Assignment:
Scan the lines below for "join" and copy the matches.

Dataset:
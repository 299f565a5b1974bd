// ============================================================
// RESULT RENDERING
// ============================================================
// Plain-text tables and summaries for terminal output

use crate::domain::data_source::DataSource;
use crate::domain::dataset::ImportSummary;
use serde_json::Value;

pub const NO_RESULTS: &str = "(No results found)";

/// Display form of one cell.
pub fn format_value(value: &Value) -> String {
    match value {
        Value::Null => "NULL".to_string(),
        Value::String(s) => s.clone(),
        Value::Bool(b) => b.to_string(),
        Value::Number(n) => n.to_string(),
        other => other.to_string(),
    }
}

/// `col | col` header, dashed separator, one line per row.
pub fn render_table(columns: &[String], rows: &[Vec<Value>]) -> String {
    if rows.is_empty() {
        return NO_RESULTS.to_string();
    }

    let cells: Vec<Vec<String>> = rows
        .iter()
        .map(|row| {
            (0..columns.len())
                .map(|idx| row.get(idx).map(format_value).unwrap_or_default())
                .collect()
        })
        .collect();

    let widths: Vec<usize> = columns
        .iter()
        .enumerate()
        .map(|(idx, name)| {
            cells
                .iter()
                .map(|row| row[idx].chars().count())
                .chain(std::iter::once(name.chars().count()))
                .max()
                .unwrap_or(0)
        })
        .collect();

    let join = |parts: Vec<String>| parts.join(" | ").trim_end().to_string();

    let mut lines = Vec::with_capacity(cells.len() + 2);
    lines.push(join(
        columns
            .iter()
            .zip(&widths)
            .map(|(name, width)| pad(name, *width))
            .collect(),
    ));
    lines.push(join(widths.iter().map(|width| "-".repeat(*width)).collect()));
    for row in &cells {
        lines.push(join(
            row.iter()
                .zip(&widths)
                .map(|(cell, width)| pad(cell, *width))
                .collect(),
        ));
    }
    lines.join("\n")
}

fn pad(text: &str, width: usize) -> String {
    let len = text.chars().count();
    format!("{}{}", text, " ".repeat(width.saturating_sub(len)))
}

pub fn render_sources<'a>(
    sources: impl Iterator<Item = &'a DataSource>,
    is_active: impl Fn(&str) -> bool,
) -> String {
    let mut out = String::new();
    for source in sources {
        let marker = if is_active(&source.name) { "*" } else { " " };
        out.push_str(&format!(
            "{} {} [{}] {}",
            marker,
            source.name,
            source.kind,
            source.location()
        ));
        if !source.description.is_empty() {
            out.push_str(&format!("  - {}", source.description));
        }
        out.push('\n');
    }
    if out.is_empty() {
        out.push_str("No data sources configured.\n");
    }
    out
}

pub fn render_import_summary(summary: &ImportSummary) -> String {
    let mut out = String::new();
    for table in &summary.tables {
        out.push_str(&format!(
            "  {} ({} rows): {}\n",
            table.name,
            table.rows,
            table.columns.join(", ")
        ));
    }
    out.push_str(&format!(
        "Imported {} table(s), {} row(s)",
        summary.tables.len(),
        summary.total_rows()
    ));
    out
}

#[cfg(test)]
mod tests {
    use super::*;
    use crate::domain::data_source::SourceKind;
    use crate::domain::dataset::ImportedTable;
    use serde_json::json;
    use std::path::PathBuf;

    #[test]
    fn test_render_table() {
        let columns = vec!["city".to_string(), "total".to_string()];
        let rows = vec![
            vec![json!("NYC"), json!(17.75)],
            vec![json!("Los Angeles"), json!(null)],
        ];
        let expected = "\
city        | total
----------- | -----
NYC         | 17.75
Los Angeles | NULL";
        assert_eq!(render_table(&columns, &rows), expected);
    }

    #[test]
    fn test_render_empty_table() {
        assert_eq!(render_table(&["a".to_string()], &[]), NO_RESULTS);
    }

    #[test]
    fn test_short_rows_are_padded() {
        let columns = vec!["a".to_string(), "b".to_string()];
        let rows = vec![vec![json!(1)]];
        assert_eq!(render_table(&columns, &rows), "a | b\n- | -\n1 |");
    }

    #[test]
    fn test_render_sources_marks_active() {
        let sources = vec![DataSource {
            name: "sales".into(),
            kind: SourceKind::Csv,
            database_path: PathBuf::from("/d/sales.db"),
            url: None,
            password_ref: None,
            origin: None,
            description: "Q1 orders".into(),
            created_at: chrono::Utc::now(),
        }];
        let out = render_sources(sources.iter(), |name| name == "sales");
        assert_eq!(out, "* sales [csv] /d/sales.db  - Q1 orders\n");
        assert_eq!(
            render_sources(std::iter::empty(), |_| false),
            "No data sources configured.\n"
        );
    }

    #[test]
    fn test_render_import_summary() {
        let summary = ImportSummary {
            tables: vec![ImportedTable {
                name: "data".into(),
                columns: vec!["id".into(), "city".into()],
                rows: 2,
            }],
        };
        assert_eq!(
            render_import_summary(&summary),
            "  data (2 rows): id, city\nImported 1 table(s), 2 row(s)"
        );
    }
}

Solution for this problem:
    let join = |parts: Vec<String>| parts.join(" | ").trim_end().to_string();
    lines.push(join(
    lines.push(join(widths.iter().map(|width| "-".repeat(*width)).collect()));
        lines.push(join(
    lines.join("\n")
            table.columns.join(", ")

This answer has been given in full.